Stored data entries
----

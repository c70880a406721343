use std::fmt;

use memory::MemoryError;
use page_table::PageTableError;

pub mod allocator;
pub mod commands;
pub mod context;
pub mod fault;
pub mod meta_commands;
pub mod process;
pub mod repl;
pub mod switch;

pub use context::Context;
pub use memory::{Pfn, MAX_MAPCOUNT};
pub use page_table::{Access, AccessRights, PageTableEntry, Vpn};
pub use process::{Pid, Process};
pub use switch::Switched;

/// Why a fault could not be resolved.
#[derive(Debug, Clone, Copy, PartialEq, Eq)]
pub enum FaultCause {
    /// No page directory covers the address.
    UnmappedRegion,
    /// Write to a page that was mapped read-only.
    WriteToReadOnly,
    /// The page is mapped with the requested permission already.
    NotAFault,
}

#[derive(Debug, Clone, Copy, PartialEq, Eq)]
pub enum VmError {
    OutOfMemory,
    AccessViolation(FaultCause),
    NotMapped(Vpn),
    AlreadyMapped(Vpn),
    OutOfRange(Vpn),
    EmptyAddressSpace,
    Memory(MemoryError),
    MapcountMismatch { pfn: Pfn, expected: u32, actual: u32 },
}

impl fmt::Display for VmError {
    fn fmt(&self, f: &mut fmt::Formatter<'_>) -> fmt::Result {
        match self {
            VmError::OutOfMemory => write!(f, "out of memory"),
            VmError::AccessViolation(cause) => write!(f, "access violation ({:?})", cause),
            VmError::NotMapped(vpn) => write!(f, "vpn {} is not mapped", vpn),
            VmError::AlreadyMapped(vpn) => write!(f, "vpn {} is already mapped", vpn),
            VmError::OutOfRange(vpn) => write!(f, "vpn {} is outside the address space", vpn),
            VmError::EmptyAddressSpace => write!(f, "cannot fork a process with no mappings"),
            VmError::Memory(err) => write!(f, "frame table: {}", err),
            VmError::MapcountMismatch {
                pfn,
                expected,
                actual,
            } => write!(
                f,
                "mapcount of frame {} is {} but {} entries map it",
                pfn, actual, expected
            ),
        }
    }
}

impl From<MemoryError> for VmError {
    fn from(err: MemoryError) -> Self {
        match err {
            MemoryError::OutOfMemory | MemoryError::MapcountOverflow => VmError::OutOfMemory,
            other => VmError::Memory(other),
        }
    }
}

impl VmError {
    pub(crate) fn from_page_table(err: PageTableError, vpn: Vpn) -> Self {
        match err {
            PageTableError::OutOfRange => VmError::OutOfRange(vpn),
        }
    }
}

----

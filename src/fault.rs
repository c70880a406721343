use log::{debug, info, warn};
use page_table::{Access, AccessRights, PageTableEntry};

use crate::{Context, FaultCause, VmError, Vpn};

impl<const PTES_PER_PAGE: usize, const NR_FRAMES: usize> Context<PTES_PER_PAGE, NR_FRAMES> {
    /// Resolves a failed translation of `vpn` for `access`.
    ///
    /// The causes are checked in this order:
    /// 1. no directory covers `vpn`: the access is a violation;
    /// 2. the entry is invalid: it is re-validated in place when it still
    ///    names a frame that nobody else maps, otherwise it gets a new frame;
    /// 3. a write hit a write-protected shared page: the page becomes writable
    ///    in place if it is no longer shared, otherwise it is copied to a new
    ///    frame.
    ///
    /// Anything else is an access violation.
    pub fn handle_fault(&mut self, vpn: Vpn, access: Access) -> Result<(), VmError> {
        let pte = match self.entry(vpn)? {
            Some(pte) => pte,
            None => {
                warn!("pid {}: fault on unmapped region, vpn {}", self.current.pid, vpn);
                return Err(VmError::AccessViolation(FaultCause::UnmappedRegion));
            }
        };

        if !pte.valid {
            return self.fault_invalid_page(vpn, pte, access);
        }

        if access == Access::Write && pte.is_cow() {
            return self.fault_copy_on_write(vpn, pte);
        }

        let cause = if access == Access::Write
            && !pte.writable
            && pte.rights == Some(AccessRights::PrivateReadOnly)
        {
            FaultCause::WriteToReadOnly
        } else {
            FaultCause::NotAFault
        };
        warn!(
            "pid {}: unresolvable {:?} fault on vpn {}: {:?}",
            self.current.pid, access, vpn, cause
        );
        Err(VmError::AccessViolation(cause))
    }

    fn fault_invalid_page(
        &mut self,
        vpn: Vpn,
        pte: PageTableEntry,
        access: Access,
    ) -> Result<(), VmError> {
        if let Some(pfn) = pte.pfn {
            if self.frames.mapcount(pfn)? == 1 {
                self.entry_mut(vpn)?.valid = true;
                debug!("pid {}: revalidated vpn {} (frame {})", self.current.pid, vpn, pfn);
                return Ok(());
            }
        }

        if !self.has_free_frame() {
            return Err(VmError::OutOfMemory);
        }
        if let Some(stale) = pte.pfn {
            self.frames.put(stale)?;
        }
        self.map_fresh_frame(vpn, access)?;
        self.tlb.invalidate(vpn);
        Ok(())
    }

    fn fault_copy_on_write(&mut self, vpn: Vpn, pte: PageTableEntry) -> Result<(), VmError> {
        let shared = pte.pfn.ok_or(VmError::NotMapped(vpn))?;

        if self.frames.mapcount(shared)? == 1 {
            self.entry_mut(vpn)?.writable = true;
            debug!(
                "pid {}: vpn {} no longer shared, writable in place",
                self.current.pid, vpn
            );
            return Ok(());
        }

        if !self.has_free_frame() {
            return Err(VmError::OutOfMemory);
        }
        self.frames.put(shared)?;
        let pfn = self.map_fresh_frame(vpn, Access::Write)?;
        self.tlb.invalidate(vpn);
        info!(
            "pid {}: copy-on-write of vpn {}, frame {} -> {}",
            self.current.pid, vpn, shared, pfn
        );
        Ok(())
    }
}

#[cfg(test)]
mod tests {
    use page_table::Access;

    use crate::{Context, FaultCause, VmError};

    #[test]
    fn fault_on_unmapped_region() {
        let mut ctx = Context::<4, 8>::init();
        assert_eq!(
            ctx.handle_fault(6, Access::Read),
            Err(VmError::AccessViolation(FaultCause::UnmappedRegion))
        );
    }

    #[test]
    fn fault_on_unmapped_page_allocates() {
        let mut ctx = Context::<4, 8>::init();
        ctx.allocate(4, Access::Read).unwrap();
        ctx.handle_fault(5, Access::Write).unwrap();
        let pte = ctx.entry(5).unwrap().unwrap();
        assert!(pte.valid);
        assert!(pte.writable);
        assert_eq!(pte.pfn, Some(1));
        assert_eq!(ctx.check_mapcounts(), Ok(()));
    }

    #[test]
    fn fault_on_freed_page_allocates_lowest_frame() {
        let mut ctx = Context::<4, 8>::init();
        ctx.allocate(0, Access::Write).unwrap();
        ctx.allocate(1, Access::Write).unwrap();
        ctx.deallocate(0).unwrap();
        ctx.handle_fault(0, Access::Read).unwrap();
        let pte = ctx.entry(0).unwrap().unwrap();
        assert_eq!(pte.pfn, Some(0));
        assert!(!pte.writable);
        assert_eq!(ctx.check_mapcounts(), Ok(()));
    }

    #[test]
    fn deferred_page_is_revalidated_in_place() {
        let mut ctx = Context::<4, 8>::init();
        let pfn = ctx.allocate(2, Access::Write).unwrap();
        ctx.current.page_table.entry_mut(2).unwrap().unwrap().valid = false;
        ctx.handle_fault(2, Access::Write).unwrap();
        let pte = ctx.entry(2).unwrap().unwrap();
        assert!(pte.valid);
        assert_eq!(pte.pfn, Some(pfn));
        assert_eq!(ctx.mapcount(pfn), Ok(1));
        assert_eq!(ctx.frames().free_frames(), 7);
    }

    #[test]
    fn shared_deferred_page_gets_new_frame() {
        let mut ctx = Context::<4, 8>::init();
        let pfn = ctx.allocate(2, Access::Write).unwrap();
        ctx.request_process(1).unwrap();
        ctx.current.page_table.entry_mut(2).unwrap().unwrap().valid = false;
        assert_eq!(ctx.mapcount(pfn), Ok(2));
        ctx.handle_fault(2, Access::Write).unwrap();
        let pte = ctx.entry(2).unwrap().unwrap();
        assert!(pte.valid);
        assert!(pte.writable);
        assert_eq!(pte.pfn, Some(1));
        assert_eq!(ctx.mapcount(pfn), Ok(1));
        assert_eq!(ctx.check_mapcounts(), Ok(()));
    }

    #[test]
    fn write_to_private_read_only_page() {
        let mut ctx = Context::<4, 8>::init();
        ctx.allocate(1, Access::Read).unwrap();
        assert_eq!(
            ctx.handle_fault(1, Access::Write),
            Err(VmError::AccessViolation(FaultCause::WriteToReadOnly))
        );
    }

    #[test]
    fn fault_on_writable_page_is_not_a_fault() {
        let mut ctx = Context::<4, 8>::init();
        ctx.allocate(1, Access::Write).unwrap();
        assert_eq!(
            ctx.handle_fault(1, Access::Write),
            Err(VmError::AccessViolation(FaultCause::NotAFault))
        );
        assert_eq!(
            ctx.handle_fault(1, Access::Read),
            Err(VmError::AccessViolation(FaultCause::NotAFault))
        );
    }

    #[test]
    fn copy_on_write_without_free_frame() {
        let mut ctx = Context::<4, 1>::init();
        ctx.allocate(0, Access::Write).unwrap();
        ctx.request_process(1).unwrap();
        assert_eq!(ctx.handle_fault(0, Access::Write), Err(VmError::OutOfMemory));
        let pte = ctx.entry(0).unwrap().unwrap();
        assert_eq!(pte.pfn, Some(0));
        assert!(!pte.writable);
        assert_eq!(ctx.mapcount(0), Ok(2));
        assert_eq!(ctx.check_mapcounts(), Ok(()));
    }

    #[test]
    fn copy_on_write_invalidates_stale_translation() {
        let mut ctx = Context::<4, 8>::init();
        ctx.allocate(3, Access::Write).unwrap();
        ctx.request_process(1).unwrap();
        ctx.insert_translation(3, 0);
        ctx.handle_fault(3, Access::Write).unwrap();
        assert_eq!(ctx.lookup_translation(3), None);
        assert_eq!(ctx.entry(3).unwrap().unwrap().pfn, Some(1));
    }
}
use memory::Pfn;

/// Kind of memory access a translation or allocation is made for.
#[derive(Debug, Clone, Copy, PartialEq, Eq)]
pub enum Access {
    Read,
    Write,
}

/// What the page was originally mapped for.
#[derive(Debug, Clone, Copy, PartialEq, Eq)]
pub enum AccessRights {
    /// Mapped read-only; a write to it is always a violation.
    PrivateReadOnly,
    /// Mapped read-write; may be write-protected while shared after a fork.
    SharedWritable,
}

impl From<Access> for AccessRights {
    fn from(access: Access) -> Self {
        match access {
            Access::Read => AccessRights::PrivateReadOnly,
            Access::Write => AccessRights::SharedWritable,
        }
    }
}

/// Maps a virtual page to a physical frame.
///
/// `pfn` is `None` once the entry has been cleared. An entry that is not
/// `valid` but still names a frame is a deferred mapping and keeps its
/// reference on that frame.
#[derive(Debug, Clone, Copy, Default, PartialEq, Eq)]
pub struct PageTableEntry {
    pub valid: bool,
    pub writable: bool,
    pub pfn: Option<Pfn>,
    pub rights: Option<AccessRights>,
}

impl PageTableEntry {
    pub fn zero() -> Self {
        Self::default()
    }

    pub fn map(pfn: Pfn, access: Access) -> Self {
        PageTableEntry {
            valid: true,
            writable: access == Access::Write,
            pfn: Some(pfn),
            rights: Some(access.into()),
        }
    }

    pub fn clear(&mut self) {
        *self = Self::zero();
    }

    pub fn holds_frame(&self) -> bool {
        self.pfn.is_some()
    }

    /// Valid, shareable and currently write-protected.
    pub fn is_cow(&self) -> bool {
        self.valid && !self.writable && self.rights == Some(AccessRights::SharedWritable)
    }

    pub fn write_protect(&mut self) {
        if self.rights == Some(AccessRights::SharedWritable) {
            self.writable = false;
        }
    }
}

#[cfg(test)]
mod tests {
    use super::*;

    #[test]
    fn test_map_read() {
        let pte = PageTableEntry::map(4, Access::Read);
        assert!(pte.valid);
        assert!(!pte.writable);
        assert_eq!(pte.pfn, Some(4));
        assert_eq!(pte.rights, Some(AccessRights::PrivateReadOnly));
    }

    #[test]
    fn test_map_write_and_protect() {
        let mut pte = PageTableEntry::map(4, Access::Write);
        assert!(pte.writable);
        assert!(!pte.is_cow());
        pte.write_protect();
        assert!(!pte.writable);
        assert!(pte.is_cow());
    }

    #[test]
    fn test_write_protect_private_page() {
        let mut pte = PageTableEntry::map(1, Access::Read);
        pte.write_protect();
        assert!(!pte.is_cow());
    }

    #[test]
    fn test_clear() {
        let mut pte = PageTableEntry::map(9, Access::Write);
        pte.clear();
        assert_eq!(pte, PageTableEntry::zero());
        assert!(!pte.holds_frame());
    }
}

----

# Your objective
Starting with the line that holds "return self.fault_invalid_page(vpn, pte, access);" and ending with the line that holds "use page_table::Access;", retype every line in the data above exactly, and nothing else.

# Exercise output
            return self.fault_invalid_page(vpn, pte, access);
        }

        if access == Access::Write && pte.is_cow() {
            return self.fault_copy_on_write(vpn, pte);
        }

        let cause = if access == Access::Write
            && !pte.writable
            && pte.rights == Some(AccessRights::PrivateReadOnly)
        {
            FaultCause::WriteToReadOnly
        } else {
            FaultCause::NotAFault
        };
        warn!(
            "pid {}: unresolvable {:?} fault on vpn {}: {:?}",
            self.current.pid, access, vpn, cause
        );
        Err(VmError::AccessViolation(cause))
    }

    fn fault_invalid_page(
        &mut self,
        vpn: Vpn,
        pte: PageTableEntry,
        access: Access,
    ) -> Result<(), VmError> {
        if let Some(pfn) = pte.pfn {
            if self.frames.mapcount(pfn)? == 1 {
                self.entry_mut(vpn)?.valid = true;
                debug!("pid {}: revalidated vpn {} (frame {})", self.current.pid, vpn, pfn);
                return Ok(());
            }
        }

        if !self.has_free_frame() {
            return Err(VmError::OutOfMemory);
        }
        if let Some(stale) = pte.pfn {
            self.frames.put(stale)?;
        }
        self.map_fresh_frame(vpn, access)?;
        self.tlb.invalidate(vpn);
        Ok(())
    }

    fn fault_copy_on_write(&mut self, vpn: Vpn, pte: PageTableEntry) -> Result<(), VmError> {
        let shared = pte.pfn.ok_or(VmError::NotMapped(vpn))?;

        if self.frames.mapcount(shared)? == 1 {
            self.entry_mut(vpn)?.writable = true;
            debug!(
                "pid {}: vpn {} no longer shared, writable in place",
                self.current.pid, vpn
            );
            return Ok(());
        }

        if !self.has_free_frame() {
            return Err(VmError::OutOfMemory);
        }
        self.frames.put(shared)?;
        let pfn = self.map_fresh_frame(vpn, Access::Write)?;
        self.tlb.invalidate(vpn);
        info!(
            "pid {}: copy-on-write of vpn {}, frame {} -> {}",
            self.current.pid, vpn, shared, pfn
        );
        Ok(())
    }
}

#[cfg(test)]
mod tests {
    use page_table::Access;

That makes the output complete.